Bu kapsamda, kiraya veren, yeni kira döneminin başından itibaren tespit edilecek kira bedelinin geçerli olmasını istiyorsa:
1. Yeni kira döneminin başlangıcından en geç otuz gün önce dava dilekçesini kiracıya tebliğ ettirmesi,
2. Ya da en az otuz gün önce kiracıya yazılı bildirimi tebliğ ettirmesi gerekmektedir.

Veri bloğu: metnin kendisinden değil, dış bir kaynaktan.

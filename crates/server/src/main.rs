use clap::{Parser, ValueEnum};
use std::path::PathBuf;
use std::sync::Arc;
use std::time::{Duration, Instant};
use tracing_subscriber::EnvFilter;
use vectradb_core::config::{self, StoreConfig};
use vectradb_core::storage::Database;
use vectradb_server::api::create_router;
use vectradb_server::api::handlers::AppState;

#[derive(Debug, Clone, Copy, ValueEnum)]
enum LogFormat {
    Json,
    Pretty,
}

#[derive(Parser)]
#[command(name = "vectradb", about = "Embedded vector and document store", version)]
struct Args {
    /// Port to listen on
    #[arg(short, long, env = "VECTRADB_PORT", default_value_t = config::DEFAULT_PORT)]
    port: u16,

    /// Path of the database file (parent directories are created)
    #[arg(long, env = "VECTRADB_DB_PATH", default_value = config::DEFAULT_DB_PATH)]
    db_path: PathBuf,

    /// Seconds to wait for another process to release the database file
    #[arg(long, env = "VECTRADB_OPEN_TIMEOUT", default_value_t = config::DEFAULT_OPEN_TIMEOUT_SECS)]
    open_timeout: u64,

    /// Default log directive; RUST_LOG takes precedence when set
    #[arg(long, env = "VECTRADB_LOG_LEVEL", default_value = "info")]
    log_level: String,

    /// Log output format
    #[arg(long, env = "VECTRADB_LOG_FORMAT", value_enum, default_value_t = LogFormat::Json)]
    log_format: LogFormat,

    /// Graceful shutdown timeout in seconds
    #[arg(long, env = "VECTRADB_SHUTDOWN_TIMEOUT", default_value_t = config::DEFAULT_SHUTDOWN_TIMEOUT_SECS)]
    shutdown_timeout: u64,
}

fn init_tracing(args: &Args) {
    let filter = EnvFilter::try_from_default_env().unwrap_or_else(|_| {
        EnvFilter::new(format!(
            "vectradb_server={level},vectradb_core={level},tower_http=info",
            level = args.log_level
        ))
    });
    let builder = tracing_subscriber::fmt().with_env_filter(filter);
    match args.log_format {
        LogFormat::Json => builder.json().init(),
        LogFormat::Pretty => builder.pretty().init(),
    }
}

#[tokio::main]
async fn main() -> Result<(), Box<dyn std::error::Error>> {
    let args = Args::parse();
    init_tracing(&args);

    if args.port == 0 {
        eprintln!("Error: port must be > 0");
        std::process::exit(1);
    }
    if args.db_path.is_dir() {
        eprintln!(
            "Error: db_path '{}' is a directory, expected a file",
            args.db_path.display()
        );
        std::process::exit(1);
    }

    let store_config = StoreConfig::new(&args.db_path)
        .with_open_timeout(Duration::from_secs(args.open_timeout));
    let db = Arc::new(Database::open(&store_config)?);

    let prometheus_handle =
        metrics_exporter_prometheus::PrometheusBuilder::new().install_recorder()?;

    let state = AppState {
        db: Arc::clone(&db),
        prometheus_handle,
        start_time: Instant::now(),
    };
    let app = create_router(state);

    let addr = format!("0.0.0.0:{}", args.port);
    let listener = tokio::net::TcpListener::bind(&addr).await?;

    tracing::info!(
        version = env!("CARGO_PKG_VERSION"),
        port = args.port,
        db_path = %args.db_path.display(),
        vectors = db.vectors().len(),
        "VectraDB ready"
    );

    let (drain_tx, drain_rx) = tokio::sync::oneshot::channel::<()>();
    let server = tokio::spawn(async move {
        axum::serve(listener, app)
            .with_graceful_shutdown(async {
                let _ = drain_rx.await;
            })
            .await
    });

    wait_for_signal().await;
    let _ = drain_tx.send(());

    let shutdown_timeout = Duration::from_secs(args.shutdown_timeout);
    match tokio::time::timeout(shutdown_timeout, server).await {
        Ok(Ok(Ok(()))) => tracing::info!("All requests drained"),
        Ok(Ok(Err(e))) => tracing::error!("Server error during shutdown: {}", e),
        Ok(Err(e)) => tracing::error!("Server task failed: {}", e),
        Err(_) => tracing::warn!(
            "Shutdown timeout ({}s) exceeded, abandoning in-flight requests",
            args.shutdown_timeout
        ),
    }

    close_database(db);
    Ok(())
}

async fn wait_for_signal() {
    let ctrl_c = async {
        if let Err(e) = tokio::signal::ctrl_c().await {
            tracing::error!("Failed to install Ctrl+C handler: {}", e);
        }
    };

    #[cfg(unix)]
    let terminate = async {
        match tokio::signal::unix::signal(tokio::signal::unix::SignalKind::terminate()) {
            Ok(mut sig) => {
                sig.recv().await;
            }
            Err(e) => {
                tracing::error!("Failed to install SIGTERM handler: {}", e);
            }
        }
    };

    #[cfg(not(unix))]
    let terminate = std::future::pending::<()>();

    tokio::select! {
        _ = ctrl_c => tracing::info!("Received SIGINT"),
        _ = terminate => tracing::info!("Received SIGTERM"),
    }

    tracing::info!("Shutting down gracefully, draining in-flight requests...");
}

fn close_database(db: Arc<Database>) {
    match Arc::try_unwrap(db) {
        Ok(db) => db.close(),
        // Abandoned request tasks still hold the handle; the file lock is
        // released when the process exits.
        Err(_) => tracing::warn!("Database still referenced at shutdown, skipping close"),
    }
}
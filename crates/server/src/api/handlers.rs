//! HTTP request handlers and shared application state.

use crate::api::errors::ApiError;
use crate::api::metrics;
use crate::api::models::*;
use axum::extract::{Path, Query, State};
use axum::http::StatusCode;
use axum::Json;
use metrics_exporter_prometheus::PrometheusHandle;
use std::sync::Arc;
use std::time::Instant;
use vectradb_core::config;
use vectradb_core::document::Document;
use vectradb_core::search::{normalize_list, HybridSearchRequest, SearchRequest};
use vectradb_core::storage::Database;
use vectradb_core::vector::{validate_values, Vector};

/// Shared application state passed to every handler via Axum's `State` extractor.
#[derive(Clone)]
pub struct AppState {
    pub db: Arc<Database>,
    pub prometheus_handle: PrometheusHandle,
    pub start_time: Instant,
}

fn validate_id(id: &str) -> Result<(), ApiError> {
    if id.is_empty() {
        return Err(ApiError::BadRequest("ID must not be empty".into()));
    }
    Ok(())
}

/// Dimension and finiteness checks, skipped for an empty query so the
/// core reports it as an empty query.
fn validate_query_vector(values: &[f32]) -> Result<(), ApiError> {
    if values.is_empty() {
        return Ok(());
    }
    validate_values(values)?;
    Ok(())
}

fn validate_weight(name: &str, value: f32) -> Result<(), ApiError> {
    if !(0.0..=1.0).contains(&value) {
        return Err(ApiError::BadRequest(format!(
            "{} must be between 0 and 1, got {}",
            name, value
        )));
    }
    Ok(())
}

fn validate_limit(limit: i64) -> Result<(), ApiError> {
    if limit > config::MAX_PAGE_LIMIT {
        return Err(ApiError::BadRequest(format!(
            "limit must be at most {}",
            config::MAX_PAGE_LIMIT
        )));
    }
    Ok(())
}

fn list_window(params: &ListParams) -> Result<(usize, usize), ApiError> {
    let (limit, offset) = params.raw();
    validate_limit(limit)?;
    Ok(normalize_list(limit, offset))
}

// ── Health & metrics ──

/// `GET /health`: 200 when the vectors partition is readable, 503 otherwise.
pub async fn health(State(state): State<AppState>) -> (StatusCode, Json<HealthResponse>) {
    let (status, label) = match state.db.health() {
        Ok(()) => (StatusCode::OK, "healthy"),
        Err(e) => {
            tracing::error!("Health check failed: {}", e);
            (StatusCode::SERVICE_UNAVAILABLE, "unhealthy")
        }
    };
    metrics::update_vector_metrics(&state.db);
    (
        status,
        Json(HealthResponse {
            status: label.to_string(),
            version: env!("CARGO_PKG_VERSION").to_string(),
            vectors: state.db.vectors().len(),
            uptime_seconds: state.start_time.elapsed().as_secs(),
        }),
    )
}

pub async fn metrics_endpoint(State(state): State<AppState>) -> String {
    metrics::update_vector_metrics(&state.db);
    state.prometheus_handle.render()
}

// ── Vectors ──

pub async fn create_vector(
    State(state): State<AppState>,
    Json(req): Json<CreateVectorRequest>,
) -> Result<(StatusCode, Json<Vector>), ApiError> {
    validate_id(&req.id)?;
    validate_values(&req.vector)?;

    let vector = Vector::new(req.id, req.vector, req.text, req.metadata);
    let stored = state.db.vectors().insert(vector)?;
    metrics::record_write_operation("vector", "insert");
    tracing::info!(vector_id = %stored.id, dimension = stored.dimension(), "Vector created");
    Ok((StatusCode::CREATED, Json(Arc::unwrap_or_clone(stored))))
}

pub async fn get_vector(
    State(state): State<AppState>,
    Path(id): Path<String>,
) -> Result<Json<Vector>, ApiError> {
    let vector = state.db.vectors().get(&id)?;
    Ok(Json(Arc::unwrap_or_clone(vector)))
}

pub async fn update_vector(
    State(state): State<AppState>,
    Path(id): Path<String>,
    Json(req): Json<UpdateVectorRequest>,
) -> Result<Json<Vector>, ApiError> {
    validate_values(&req.vector)?;

    let vector = Vector::new(id.as_str(), req.vector, req.text, req.metadata);
    let stored = state.db.vectors().update(&id, vector)?;
    metrics::record_write_operation("vector", "update");
    tracing::info!(vector_id = %id, "Vector updated");
    Ok(Json(Arc::unwrap_or_clone(stored)))
}

pub async fn delete_vector(
    State(state): State<AppState>,
    Path(id): Path<String>,
) -> Result<StatusCode, ApiError> {
    state.db.vectors().delete(&id)?;
    metrics::record_write_operation("vector", "delete");
    tracing::info!(vector_id = %id, "Vector deleted");
    Ok(StatusCode::NO_CONTENT)
}

pub async fn list_vectors(
    State(state): State<AppState>,
    Query(params): Query<ListParams>,
) -> Result<Json<ListResponse<Vector>>, ApiError> {
    let (limit, offset) = list_window(&params)?;
    let vectors = state.db.vectors().list(limit, offset);
    Ok(Json(ListResponse::new(
        vectors_to_body(vectors),
        limit,
        offset,
    )))
}

// ── Search ──

pub async fn search(
    State(state): State<AppState>,
    Json(req): Json<SearchRequestBody>,
) -> Result<Json<SearchResponseBody>, ApiError> {
    validate_query_vector(&req.query)?;
    if req.top_k > config::MAX_TOP_K {
        return Err(ApiError::BadRequest(format!(
            "top_k must be at most {}",
            config::MAX_TOP_K
        )));
    }
    validate_limit(req.limit)?;

    let start = Instant::now();
    let resp = state.db.vectors().search(&SearchRequest {
        query: req.query,
        top_k: req.top_k,
        filter: req.filter,
        page: req.page,
        limit: req.limit,
    })?;
    metrics::record_search_operation("vector");
    tracing::debug!(
        total = resp.total,
        elapsed_us = start.elapsed().as_micros() as u64,
        "Vector search complete"
    );
    Ok(Json(resp.into()))
}

pub async fn hybrid_search(
    State(state): State<AppState>,
    Json(req): Json<HybridSearchRequestBody>,
) -> Result<Json<HybridSearchResponseBody>, ApiError> {
    validate_query_vector(&req.query_vector)?;
    validate_weight("vector_weight", req.vector_weight)?;
    validate_weight("keyword_weight", req.keyword_weight)?;
    validate_weight("fuzzy_weight", req.fuzzy_weight)?;
    validate_weight("fuzzy_threshold", req.fuzzy_threshold)?;
    validate_limit(req.limit)?;

    let start = Instant::now();
    let resp = state.db.vectors().hybrid_search(&HybridSearchRequest {
        query: req.query,
        query_vector: req.query_vector,
        vector_weight: req.vector_weight,
        keyword_weight: req.keyword_weight,
        fuzzy_weight: req.fuzzy_weight,
        fuzzy_threshold: req.fuzzy_threshold,
        page: req.page,
        limit: req.limit,
    })?;
    metrics::record_search_operation("hybrid");
    tracing::debug!(
        total = resp.total,
        fuzzy = req.fuzzy_threshold > 0.0,
        elapsed_us = start.elapsed().as_micros() as u64,
        "Hybrid search complete"
    );
    Ok(Json(resp.into()))
}

// ── Documents ──

pub async fn create_document(
    State(state): State<AppState>,
    Json(req): Json<CreateDocumentRequest>,
) -> Result<(StatusCode, Json<Document>), ApiError> {
    let doc = Document::new(req.id, req.title, req.content, req.tags);
    let stored = state.db.documents().insert(doc)?;
    metrics::record_write_operation("document", "insert");
    tracing::info!(document_id = %stored.id, "Document created");
    Ok((StatusCode::CREATED, Json(stored)))
}

pub async fn get_document(
    State(state): State<AppState>,
    Path(id): Path<String>,
) -> Result<Json<Document>, ApiError> {
    Ok(Json(state.db.documents().get(&id)?))
}

pub async fn update_document(
    State(state): State<AppState>,
    Path(id): Path<String>,
    Json(req): Json<UpdateDocumentRequest>,
) -> Result<Json<Document>, ApiError> {
    let stored = state
        .db
        .documents()
        .update(&id, document_from_update(&id, req))?;
    metrics::record_write_operation("document", "update");
    tracing::info!(document_id = %id, "Document updated");
    Ok(Json(stored))
}

pub async fn delete_document(
    State(state): State<AppState>,
    Path(id): Path<String>,
) -> Result<StatusCode, ApiError> {
    state.db.documents().delete(&id)?;
    metrics::record_write_operation("document", "delete");
    tracing::info!(document_id = %id, "Document deleted");
    Ok(StatusCode::NO_CONTENT)
}

pub async fn list_documents(
    State(state): State<AppState>,
    Query(params): Query<ListParams>,
) -> Result<Json<ListResponse<Document>>, ApiError> {
    let (limit, offset) = list_window(&params)?;
    let docs = state.db.documents().list(limit, offset)?;
    Ok(Json(ListResponse::new(docs, limit, offset)))
}

pub async fn list_documents_by_tag(
    State(state): State<AppState>,
    Path(tag): Path<String>,
    Query(params): Query<ListParams>,
) -> Result<Json<ListResponse<Document>>, ApiError> {
    let (limit, offset) = list_window(&params)?;
    let docs = state.db.documents().list_by_tag(&tag, limit, offset)?;
    Ok(Json(ListResponse::new(docs, limit, offset)))
}
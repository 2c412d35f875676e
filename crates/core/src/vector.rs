//! Vector records.
//!
//! A `Vector` is an embedding with optional free text (scored by BM25 in
//! hybrid queries) and string metadata (matched exactly by filters).

use crate::config;
use crate::error::{Result, StoreError};
use crate::filter_types::Metadata;
use chrono::{DateTime, Utc};
use serde::{Deserialize, Serialize};

/// A stored embedding vector.
#[derive(Debug, Clone, PartialEq, Serialize, Deserialize)]
pub struct Vector {
    /// Unique identifier, chosen by the caller.
    pub id: String,
    /// Embedding components.
    #[serde(rename = "vector")]
    pub values: Vec<f32>,
    /// Free text, may be empty.
    #[serde(default)]
    pub text: String,
    /// Exact-match filter attributes.
    #[serde(default)]
    pub metadata: Metadata,
    /// Stamped on insert and never changed afterwards.
    pub created_at: DateTime<Utc>,
    /// Stamped on every successful write.
    pub updated_at: DateTime<Utc>,
}

impl Vector {
    /// Creates an unsaved vector. Timestamps are re-stamped when it is stored.
    pub fn new(
        id: impl Into<String>,
        values: Vec<f32>,
        text: impl Into<String>,
        metadata: Metadata,
    ) -> Self {
        let now = Utc::now();
        Self {
            id: id.into(),
            values,
            text: text.into(),
            metadata,
            created_at: now,
            updated_at: now,
        }
    }

    /// Number of components.
    pub fn dimension(&self) -> usize {
        self.values.len()
    }

    pub(crate) fn validate(&self) -> Result<()> {
        if self.id.is_empty() {
            return Err(StoreError::invalid("vector id must not be empty"));
        }
        validate_values(&self.values)
    }
}

/// Checks that an embedding has 1..=[`config::MAX_DIMENSION`] finite components.
pub fn validate_values(values: &[f32]) -> Result<()> {
    if values.is_empty() || values.len() > config::MAX_DIMENSION {
        return Err(StoreError::invalid(format!(
            "vector dimension must be between 1 and {}, got {}",
            config::MAX_DIMENSION,
            values.len()
        )));
    }
    if values.iter().any(|v| !v.is_finite()) {
        return Err(StoreError::invalid("vector contains NaN or Inf"));
    }
    Ok(())
}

Bildirim yazılı olmalı ve bu husus geçerlilik koşulu olarak aranır. Kiraya veren, kiracıya bu bildirimi noter aracılığıyla ihtar çekerek de iletebilir. Böylece yeni döneme ilişkin kira bedelinin artırılacağına dair bilgilendirme yapılmış olur.
Örnek Olarak:
Kira Sözleşmesinin Süresi: 1 Ocak 2019 tarihinde bir kira sözleşmesi yaptığınızı ve bu sözleşmede de kira bedelinin artışına ilişkin bir irade veya düzenleme olmadığını düşünelim. Bu sözleşme 1 Ocak 2024 tarihinde beş yıllık süresini dolduracaktır. Beş yıllık sürenin dolması nedeniyle, yeni kira dönemine ilişkin kira bedelinin artırılmasını talep etmek isterseniz ;
- 1 Aralık 2023’e kadar dava dilekçesini kiracıya tebliğ ettirmeniz ya da,
- 1 Aralık 2023’e kiracıya ihtarı tebliğ ettirmeniz gerekir.
KİRA TESPİT DAVASINDA ARABULUCULUK ZORUNLU MUDUR ?
01.09.2023 tarihinden itibaren kira tespit davaları da dahil olmak üzere, kira uyuşmazlıklarında dava açılmadan önce arabuluculuğa başvurma zorunluluğu getirilmiştir. Bu, dava şartı haline gelmiş olup, arabuluculuğa başvurulmadan açılacak kira tespit davaları, usulden reddedilecektir.
Arabuluculuk süreci tamamlandığında, taraflar anlaşmaya varamamışsa, bu durumu gösteren son tutanakla birlikte dava açılabilecektir. Bu nedenle, kira tespit davası açmak isteyen taraflar, öncelikle arabuluculuk sürecini tamamlamak zorundadır.
Bu yeni düzenleme, kira uyuşmazlıklarında tarafların mahkemeye başvurmadan önce arabuluculuk yoluyla çözüm arayışına girmelerini zorunlu hale getirmiştir.